1 Cup Strawberry Puree (blend some strawberries)

¼ Cup Almond Milk

⅓ Cup Sugar

½ Tsp Vanilla Extract


Cream Stuffing + Topping:

1 Cup Vegan Whipped Cream

1/6 Cup Strawberry Puree (blend some strawberries)

1/6 Cup Melted Chocolate

Decorations like sprinkles

METHOD

1. Preheat the oven to 190C/375F.

2. In a large mixing bowl, combine all cupcake batter ingredients. Mix well until all is blended together.

3. Line a medium cupcake pan with 7-8 liners. Fill each with the cupcake batter.

4. Bake the cupcakes for 15 minutes.

5. Meanwhile, mix together half the vegan whipped cream and strawberry puree for the filling and frosting and the other half of the whipped cream with the chocolate.

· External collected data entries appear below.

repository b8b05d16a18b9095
pub mod random_sampler;
pub mod sequential_sampler;
pub mod subset_random_sampler;
pub mod traits;

pub use random_sampler::RandomSampler;
pub use sequential_sampler::SequentialSampler;
pub use subset_random_sampler::SubsetRandomSampler;
pub use traits::Sampler;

6. Once the cupcakes are done, allow to cool and then cut out a ½ inch deep hole in each cupcake.

7. Fill two pastry bags (or plastic bag with corner end snipped off), with the two cream fillings and squeeze into the center hole of each cupcake. Then squeeze some more cream on the top to frost and cover.

8. Top each finished cupcake with the topping you chose.